Meadows could have been sentenced to life in prison without parole for prostituting a 14-year-old girl at a Minot motel last spring. Instead, Judge Todd Cresap agreed to sentence her to two years in prison, with all time suspended except for the 247 days she’s already served in the Ward County Jail. Meadows will be on supervised probation for three years and will be required to testify against her co-defendant, Kevin Jackson Fleming, who is facing charges in Nevada.
Meadows entered an Alford plea, meaning she disputes some of the facts in the case but acknowledges she would likely be found guilty at trial.

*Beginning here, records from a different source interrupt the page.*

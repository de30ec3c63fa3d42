//! Service factory
//!
//! Wires the repository, notifier, and publisher implementations for a run
//! based on configuration.

use crate::adapters::dry_run::{LoggingNotifier, LoggingPublisher};
use crate::adapters::http::{HttpNotifier, HttpOrderRepository, HttpUpdatePublisher};
use crate::adapters::sample::SampleOrderRepository;
use crate::adapters::traits::{Notifier, OrderRepository, UpdatePublisher};
use crate::config::OrderwatchConfig;
use crate::domain::Result;
use std::sync::Arc;

/// The three collaborators the pipeline runs against
#[derive(Clone)]
pub struct PipelineServices {
    pub repository: Arc<dyn OrderRepository>,
    pub notifier: Arc<dyn Notifier>,
    pub publisher: Arc<dyn UpdatePublisher>,
}

/// Create the services for a run
///
/// - `sample_data` swaps the orders API for the built-in sample batch.
/// - `application.dry_run` swaps the alert and update endpoints for logging sinks.
///
/// # Errors
///
/// Returns an error if an HTTP client cannot be built.
pub fn create_services(config: &OrderwatchConfig, sample_data: bool) -> Result<PipelineServices> {
    let repository: Arc<dyn OrderRepository> = if sample_data {
        tracing::info!("Using built-in sample orders");
        Arc::new(SampleOrderRepository::new())
    } else {
        tracing::info!(url = %config.endpoints.orders_api_url, "Creating orders API client");
        Arc::new(HttpOrderRepository::new(
            config.endpoints.orders_api_url.clone(),
            &config.http,
        )?)
    };

    let (notifier, publisher): (Arc<dyn Notifier>, Arc<dyn UpdatePublisher>) =
        if config.application.dry_run {
            tracing::info!("Dry-run mode: alerts and updates will be logged, not sent");
            (Arc::new(LoggingNotifier), Arc::new(LoggingPublisher))
        } else {
            (
                Arc::new(HttpNotifier::new(
                    config.endpoints.alert_api_url.clone(),
                    &config.http,
                )?),
                Arc::new(HttpUpdatePublisher::new(
                    config.endpoints.update_api_url.clone(),
                    &config.http,
                )?),
            )
        };

    Ok(PipelineServices {
        repository,
        notifier,
        publisher,
    })
}
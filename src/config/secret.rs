//! Endpoint credentials
//!
//! The basic-auth password and bearer token live in a `Secret`: redacted from
//! `Debug`, zeroed on drop, readable only through `expose_secret()`.
//!
//! # Example
//!
//! ```rust
//! use orderwatch::config::secret_string;
//! use secrecy::ExposeSecret;
//!
//! let token = secret_string("api-token".to_string());
//! assert_eq!(token.expose_secret(), "api-token");
//! assert!(!format!("{token:?}").contains("api-token"));
//! ```

use secrecy::{CloneableSecret, DebugSecret, Secret, SerializableSecret};
use serde::{Deserialize, Serialize};
use zeroize::Zeroize;

/// Credential text, wiped on drop
#[derive(Clone, Debug, Zeroize, Serialize, Deserialize)]
#[zeroize(drop)]
#[serde(transparent)]
pub struct SecretValue(String);

impl CloneableSecret for SecretValue {}
impl DebugSecret for SecretValue {}
impl SerializableSecret for SecretValue {}

impl SecretValue {
    /// True for an empty credential, which validation treats as missing
    pub fn is_empty(&self) -> bool {
        self.0.is_empty()
    }

    /// Credential text, e.g. for building an Authorization header
    pub fn as_str(&self) -> &str {
        &self.0
    }
}

impl From<String> for SecretValue {
    fn from(value: String) -> Self {
        Self(value)
    }
}

impl AsRef<str> for SecretValue {
    fn as_ref(&self) -> &str {
        &self.0
    }
}

impl PartialEq<str> for SecretValue {
    fn eq(&self, other: &str) -> bool {
        self.0 == other
    }
}

/// A credential as held in configuration
pub type SecretString = Secret<SecretValue>;

/// Wrap a plain string, e.g. one read from an environment override
pub fn secret_string(value: String) -> SecretString {
    Secret::new(value.into())
}
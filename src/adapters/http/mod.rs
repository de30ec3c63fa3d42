//! HTTP adapters for the orders, alert, and update endpoints

pub mod alerts;
pub mod client;
pub mod orders;
pub mod updates;

pub use alerts::HttpNotifier;
pub use client::EndpointClient;
pub use orders::{decode_orders, HttpOrderRepository};
pub use updates::HttpUpdatePublisher;
//! Integration tests for configuration loading and validation
//!
//! Tests that modify environment variables hold ENV_MUTEX.

use orderwatch::config::{load_config, AuthType};
use secrecy::ExposeSecret;
use std::io::Write;
use std::sync::Mutex;
use tempfile::NamedTempFile;

static ENV_MUTEX: Mutex<()> = Mutex::new(());

fn cleanup_env_vars() {
    for var in [
        "ORDERWATCH_APPLICATION_LOG_LEVEL",
        "ORDERWATCH_APPLICATION_DRY_RUN",
        "ORDERWATCH_ENDPOINTS_ORDERS_API_URL",
        "ORDERWATCH_HTTP_TIMEOUT_SECONDS",
        "ORDERWATCH_HTTP_AUTH_TYPE",
        "ORDERWATCH_HTTP_TOKEN",
        "TEST_ORDERWATCH_PASSWORD",
    ] {
        std::env::remove_var(var);
    }
}

fn write_config(contents: &str) -> NamedTempFile {
    let mut file = NamedTempFile::new().unwrap();
    file.write_all(contents.as_bytes()).unwrap();
    file.flush().unwrap();
    file
}

const MINIMAL: &str = r#"
[endpoints]
orders_api_url = "http://localhost:8080/orders"
alert_api_url = "http://localhost:8081/alerts"
update_api_url = "http://localhost:8080/orders/update"
"#;

#[test]
fn test_load_complete_config() {
    let _lock = ENV_MUTEX.lock().unwrap();
    cleanup_env_vars();

    let file = write_config(
        r#"
[application]
log_level = "debug"
dry_run = true

[endpoints]
orders_api_url = "https://orders.example.com/api/orders"
alert_api_url = "https://alerts.example.com/api/alerts"
update_api_url = "https://orders.example.com/api/orders/update"

[http]
timeout_seconds = 15
connect_timeout_seconds = 5
tls_verify = false
auth_type = "basic"
username = "svc"
password = "hunter2"

[logging]
local_enabled = true
local_path = "/tmp/orderwatch"
local_rotation = "hourly"
"#,
    );

    let config = load_config(file.path()).unwrap();

    assert_eq!(config.application.log_level, "debug");
    assert!(config.application.dry_run);
    assert_eq!(
        config.endpoints.update_api_url,
        "https://orders.example.com/api/orders/update"
    );
    assert_eq!(config.http.timeout_seconds, 15);
    assert_eq!(config.http.connect_timeout_seconds, 5);
    assert!(!config.http.tls_verify);
    assert_eq!(config.http.auth_type, AuthType::Basic);
    assert_eq!(config.http.username.as_deref(), Some("svc"));
    assert_eq!(
        config.http.password.as_ref().unwrap().expose_secret(),
        "hunter2"
    );
    assert!(config.logging.local_enabled);
    assert_eq!(config.logging.local_rotation, "hourly");
}

#[test]
fn test_load_minimal_config_with_defaults() {
    let _lock = ENV_MUTEX.lock().unwrap();
    cleanup_env_vars();

    let file = write_config(MINIMAL);
    let config = load_config(file.path()).unwrap();

    assert_eq!(config.application.log_level, "info");
    assert!(!config.application.dry_run);
    assert_eq!(config.http.timeout_seconds, 30);
    assert_eq!(config.http.connect_timeout_seconds, 10);
    assert!(config.http.tls_verify);
    assert_eq!(config.http.auth_type, AuthType::None);
    assert!(!config.logging.local_enabled);
    assert_eq!(config.logging.local_rotation, "daily");
}

#[test]
fn test_env_var_substitution() {
    let _lock = ENV_MUTEX.lock().unwrap();
    cleanup_env_vars();
    std::env::set_var("TEST_ORDERWATCH_PASSWORD", "from-env");

    let file = write_config(
        r#"
[endpoints]
orders_api_url = "http://localhost:8080/orders"
alert_api_url = "http://localhost:8081/alerts"
update_api_url = "http://localhost:8080/orders/update"

[http]
auth_type = "basic"
username = "svc"
password = "${TEST_ORDERWATCH_PASSWORD}"
"#,
    );

    let config = load_config(file.path()).unwrap();
    assert_eq!(
        config.http.password.as_ref().unwrap().expose_secret(),
        "from-env"
    );

    cleanup_env_vars();
}

#[test]
fn test_missing_env_var_is_reported() {
    let _lock = ENV_MUTEX.lock().unwrap();
    cleanup_env_vars();

    let file = write_config(
        r#"
[endpoints]
orders_api_url = "${TEST_ORDERWATCH_UNSET_ORDERS_URL}"
alert_api_url = "http://localhost:8081/alerts"
update_api_url = "http://localhost:8080/orders/update"
"#,
    );

    let err = load_config(file.path()).unwrap_err();
    assert!(err.to_string().contains("TEST_ORDERWATCH_UNSET_ORDERS_URL"));
}

#[test]
fn test_env_var_overrides() {
    let _lock = ENV_MUTEX.lock().unwrap();
    cleanup_env_vars();
    std::env::set_var("ORDERWATCH_APPLICATION_LOG_LEVEL", "trace");
    std::env::set_var("ORDERWATCH_APPLICATION_DRY_RUN", "true");
    std::env::set_var(
        "ORDERWATCH_ENDPOINTS_ORDERS_API_URL",
        "https://override.example.com/orders",
    );
    std::env::set_var("ORDERWATCH_HTTP_TIMEOUT_SECONDS", "60");
    std::env::set_var("ORDERWATCH_HTTP_AUTH_TYPE", "bearer");
    std::env::set_var("ORDERWATCH_HTTP_TOKEN", "tok");

    let file = write_config(MINIMAL);
    let result = load_config(file.path());
    cleanup_env_vars();

    let config = result.unwrap();
    assert_eq!(config.application.log_level, "trace");
    assert!(config.application.dry_run);
    assert_eq!(
        config.endpoints.orders_api_url,
        "https://override.example.com/orders"
    );
    assert_eq!(config.http.timeout_seconds, 60);
    assert_eq!(config.http.auth_type, AuthType::Bearer);
}

#[test]
fn test_invalid_config_validation() {
    let _lock = ENV_MUTEX.lock().unwrap();
    cleanup_env_vars();

    let cases = [
        // Not a URL
        MINIMAL.replace("http://localhost:8080/orders\"", "orders\""),
        // Unsupported scheme
        MINIMAL.replace("http://localhost:8081/alerts", "ftp://localhost/alerts"),
        // Empty endpoint
        MINIMAL.replace("http://localhost:8080/orders/update", ""),
        // Timeout out of range
        format!("{MINIMAL}\n[http]\ntimeout_seconds = 0\n"),
        // Basic auth without credentials
        format!("{MINIMAL}\n[http]\nauth_type = \"basic\"\n"),
        // Unknown log level
        format!("[application]\nlog_level = \"loud\"\n{MINIMAL}"),
        // Unknown rotation
        format!("{MINIMAL}\n[logging]\nlocal_rotation = \"weekly\"\n"),
    ];

    for contents in cases {
        let file = write_config(&contents);
        assert!(
            load_config(file.path()).is_err(),
            "expected validation failure for:\n{contents}"
        );
    }
}

#[test]
fn test_missing_endpoints_section_fails_to_parse() {
    let _lock = ENV_MUTEX.lock().unwrap();
    cleanup_env_vars();

    let file = write_config("[application]\nlog_level = \"info\"\n");
    assert!(load_config(file.path()).is_err());
}

#[test]
fn test_nonexistent_file() {
    let err = load_config("/nonexistent/orderwatch.toml").unwrap_err();
    assert!(err.to_string().contains("not found"));
}
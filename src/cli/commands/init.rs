//! Init command implementation
//!
//! This module implements the `init` command for generating a starter
//! configuration file.

use clap::Args;
use std::fs;
use std::path::Path;

/// Arguments for the init command
#[derive(Args, Debug)]
pub struct InitArgs {
    /// Path where to create the configuration file
    #[arg(short, long, default_value = "orderwatch.toml")]
    pub output: String,

    /// Overwrite existing file
    #[arg(long)]
    pub force: bool,
}

impl InitArgs {
    /// Execute the init command
    pub async fn execute(&self) -> anyhow::Result<i32> {
        tracing::info!(output = %self.output, "Initializing configuration file");

        println!("📝 Initializing Orderwatch configuration");
        println!();

        if Path::new(&self.output).exists() && !self.force {
            println!("❌ Configuration file already exists: {}", self.output);
            println!("   Use --force to overwrite");
            return Ok(2);
        }

        match fs::write(&self.output, Self::generate_config()) {
            Ok(_) => {
                println!("✅ Configuration file created: {}", self.output);
                println!();
                println!("Next steps:");
                println!("  1. Edit {} with your endpoint URLs", self.output);
                println!("  2. Put credentials in a .env file if your endpoints need auth:");
                println!("     - ORDERWATCH_HTTP_USERNAME / ORDERWATCH_HTTP_PASSWORD, or");
                println!("     - ORDERWATCH_HTTP_TOKEN");
                println!("  3. Validate configuration: orderwatch validate-config");
                println!("  4. Try it without side effects: orderwatch run --dry-run");
                println!();
                Ok(0)
            }
            Err(e) => {
                println!("❌ Failed to write configuration file");
                println!("   Error: {e}");
                Ok(5)
            }
        }
    }

    /// Starter configuration
    fn generate_config() -> String {
        r#"# Orderwatch Configuration File

[application]
# Log level (trace, debug, info, warn, error)
log_level = "info"

# Log alerts and updates instead of sending them
dry_run = false

[endpoints]
# GET: returns the JSON array of pending orders
orders_api_url = "http://localhost:8080/orders"

# POST: receives one {"Message": "..."} per delivered item
alert_api_url = "http://localhost:8081/alerts"

# POST: receives each processed order
update_api_url = "http://localhost:8080/orders/update"

[http]
timeout_seconds = 30
connect_timeout_seconds = 10
tls_verify = true

# Authentication (none, basic, bearer)
auth_type = "none"
# username = "${ORDERWATCH_HTTP_USERNAME}"
# password = "${ORDERWATCH_HTTP_PASSWORD}"
# token = "${ORDERWATCH_HTTP_TOKEN}"

[logging]
# JSON log file in addition to the console
local_enabled = false
local_path = "./logs"
# daily, hourly, never
local_rotation = "daily"
"#
        .to_string()
    }
}

#[cfg(test)]
mod tests {
    use super::*;
    use crate::config::load_config;
    use tempfile::TempDir;

    #[tokio::test]
    async fn test_init_writes_loadable_config() {
        let dir = TempDir::new().unwrap();
        let output = dir.path().join("orderwatch.toml");
        let args = InitArgs {
            output: output.to_string_lossy().to_string(),
            force: false,
        };

        assert_eq!(args.execute().await.unwrap(), 0);

        let config = load_config(&output).unwrap();
        assert_eq!(config.application.log_level, "info");
        assert_eq!(config.endpoints.orders_api_url, "http://localhost:8080/orders");
    }

    #[tokio::test]
    async fn test_init_refuses_to_overwrite_without_force() {
        let dir = TempDir::new().unwrap();
        let output = dir.path().join("orderwatch.toml");
        fs::write(&output, "keep me").unwrap();

        let args = InitArgs {
            output: output.to_string_lossy().to_string(),
            force: false,
        };
        assert_eq!(args.execute().await.unwrap(), 2);
        assert_eq!(fs::read_to_string(&output).unwrap(), "keep me");

        let args = InitArgs {
            output: output.to_string_lossy().to_string(),
            force: true,
        };
        assert_eq!(args.execute().await.unwrap(), 0);
        assert_ne!(fs::read_to_string(&output).unwrap(), "keep me");
    }
}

“It’s a question of the bird in the hand being worth more than what’s out there in the bush,” said her defense attorney, Robert Martin.
Martin said Meadows is very young and has a minimal criminal record, with only a misdemeanor prostitution charge on her record. She was also something of a victim herself, said Martin, and might have fallen under the state’s “safe harbor” law had she not taken photos of the minor and posted an ad on Backpage.com, a website commonly used to advertise prostitution.
Ward County State’s Attorney Roza Larson said Meadows was at the bottom of the operation.
According to court records, Meadows was arrested on April 7. Police had received information from a mother in the Las Vegas area that her 14-year-old runaway daughter was being advertised as an escort on the website Backpage.com The girl was being advertised on the website as a 19-year-old in the Minot area. Police used the website to set up a “date” for $200 per hour with the teenager at a Minot hotel. When they went to the hotel, they made contact with the girl, who was in a room with Meadows.
According to court documents, the girl allegedly told police that she was walking home from school in Las Vegas when Meadows and a man named Kevin Fleming drove up alongside her and persuaded her to get in the car. She said Meadows persuaded her to go to North Dakota. Meadows and Fleming allegedly arranged “dates” for the girl in both Williston and Minot. The girl told police that the pair knew she was only 14 and told her to lie in her advertisement or she would not get “dates.”
Judge Todd Cresap said the recommended plea deal was reasonable based on the facts of the case. He warned Meadows that she must follow successfully complete probation or she could be resentenced and could receive up to life in prison. If she gets in trouble again, the outcome might be very different, said Cresap.